> RECORD EXCERPTS:

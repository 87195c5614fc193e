//! Key-value settings store
//!
//! Small records that outlive a session (the food budget cycle, the session
//! token) are kept as serialized strings under fixed keys. The store is
//! injected so services can be exercised against [`MemoryStore`].

use std::collections::{BTreeMap, HashMap};
use std::path::PathBuf;
use std::sync::RwLock;

use serde::{de::DeserializeOwned, Serialize};
use tracing::debug;

use super::file_io::{read_json, write_json_atomic};
use crate::error::{FinplanError, FinplanResult};

/// String-keyed storage of opaque string values
pub trait KeyValueStore {
    fn get(&self, key: &str) -> FinplanResult<Option<String>>;

    fn set(&self, key: &str, value: &str) -> FinplanResult<()>;

    fn remove(&self, key: &str) -> FinplanResult<()>;

    /// Read a JSON record; a value that doesn't deserialize is an error
    fn get_json<T: DeserializeOwned>(&self, key: &str) -> FinplanResult<Option<T>>
    where
        Self: Sized,
    {
        match self.get(key)? {
            Some(raw) => Ok(Some(serde_json::from_str(&raw)?)),
            None => Ok(None),
        }
    }

    /// Write a record as JSON
    fn set_json<T: Serialize>(&self, key: &str, value: &T) -> FinplanResult<()>
    where
        Self: Sized,
    {
        let raw = serde_json::to_string(value)?;
        self.set(key, &raw)
    }
}

fn lock_poisoned(e: impl std::fmt::Display) -> FinplanError {
    FinplanError::Storage(format!("Key-value store lock poisoned: {}", e))
}

/// In-memory store
#[derive(Debug, Default)]
pub struct MemoryStore {
    values: RwLock<HashMap<String, String>>,
}

impl MemoryStore {
    pub fn new() -> Self {
        Self::default()
    }
}

impl KeyValueStore for MemoryStore {
    fn get(&self, key: &str) -> FinplanResult<Option<String>> {
        let values = self.values.read().map_err(lock_poisoned)?;
        Ok(values.get(key).cloned())
    }

    fn set(&self, key: &str, value: &str) -> FinplanResult<()> {
        let mut values = self.values.write().map_err(lock_poisoned)?;
        values.insert(key.to_string(), value.to_string());
        Ok(())
    }

    fn remove(&self, key: &str) -> FinplanResult<()> {
        let mut values = self.values.write().map_err(lock_poisoned)?;
        values.remove(key);
        Ok(())
    }
}

/// Store persisted as one JSON object; every write rewrites the file atomically
#[derive(Debug)]
pub struct JsonFileStore {
    path: PathBuf,
    values: RwLock<BTreeMap<String, String>>,
}

impl JsonFileStore {
    /// Open the store at `path`, loading existing values
    pub fn open(path: PathBuf) -> FinplanResult<Self> {
        let values: BTreeMap<String, String> = read_json(&path)?;
        debug!(path = %path.display(), keys = values.len(), "opened key-value store");
        Ok(Self {
            path,
            values: RwLock::new(values),
        })
    }

    fn persist(&self, values: &BTreeMap<String, String>) -> FinplanResult<()> {
        write_json_atomic(&self.path, values)
    }
}

impl KeyValueStore for JsonFileStore {
    fn get(&self, key: &str) -> FinplanResult<Option<String>> {
        let values = self.values.read().map_err(lock_poisoned)?;
        Ok(values.get(key).cloned())
    }

    fn set(&self, key: &str, value: &str) -> FinplanResult<()> {
        let mut values = self.values.write().map_err(lock_poisoned)?;
        values.insert(key.to_string(), value.to_string());
        self.persist(&values)
    }

    fn remove(&self, key: &str) -> FinplanResult<()> {
        let mut values = self.values.write().map_err(lock_poisoned)?;
        if values.remove(key).is_some() {
            self.persist(&values)?;
        }
        Ok(())
    }
}

#[cfg(test)]
mod tests {
    use super::*;
    use serde::Deserialize;
    use tempfile::TempDir;

    #[derive(Debug, PartialEq, Serialize, Deserialize)]
    struct Pair {
        a: i32,
        b: Option<i32>,
    }

    #[test]
    fn test_memory_store_basics() {
        let store = MemoryStore::new();
        assert_eq!(store.get("k").unwrap(), None);

        store.set("k", "v").unwrap();
        assert_eq!(store.get("k").unwrap().as_deref(), Some("v"));

        store.remove("k").unwrap();
        assert_eq!(store.get("k").unwrap(), None);
    }

    #[test]
    fn test_json_records() {
        let store = MemoryStore::new();
        store.set_json("pair", &Pair { a: 1, b: None }).unwrap();
        assert_eq!(
            store.get_json::<Pair>("pair").unwrap(),
            Some(Pair { a: 1, b: None })
        );

        store.set("pair", "{broken").unwrap();
        assert!(store.get_json::<Pair>("pair").is_err());
    }

    #[test]
    fn test_file_store_survives_reopen() {
        let temp_dir = TempDir::new().unwrap();
        let path = temp_dir.path().join("store.json");

        let store = JsonFileStore::open(path.clone()).unwrap();
        store.set("auth_token", "abc").unwrap();
        store.set("other", "x").unwrap();
        store.remove("other").unwrap();

        let reopened = JsonFileStore::open(path).unwrap();
        assert_eq!(reopened.get("auth_token").unwrap().as_deref(), Some("abc"));
        assert_eq!(reopened.get("other").unwrap(), None);
    }
}
//! Core data models for finplan
//!
//! This module contains the data structures of the planning domain: month
//! plans, expenses, categories, accounts, budget cycles and the food budget
//! breakdown.

pub mod account;
pub mod allocation;
pub mod category;
pub mod cycle;
pub mod expense;
pub mod ids;
pub mod money;
pub mod month;

pub use account::{Account, AccountType, NewAccount};
pub use allocation::{AllocationResult, SpendingBlock};
pub use category::{Category, CategoryType};
pub use cycle::{normalized_date, CycleRange, CycleSettings, CUSTOM_CYCLE_DAYS};
pub use expense::{Expense, ExpenseStatus, ExpenseUpdate, NewExpense};
pub use ids::{AccountId, CategoryId, ExpenseId, MonthId};
pub use money::Money;
pub use month::{CalendarMonth, Month, NewMonth};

> REQUIRED WORK: If a line of the listing above contains "food", pick it out and copy it.

> SOLUTION TO THIS EXERCISE:
//! Small records that outlive a session (the food budget cycle, the session
//! plans, expenses, categories, accounts, budget cycles and the food budget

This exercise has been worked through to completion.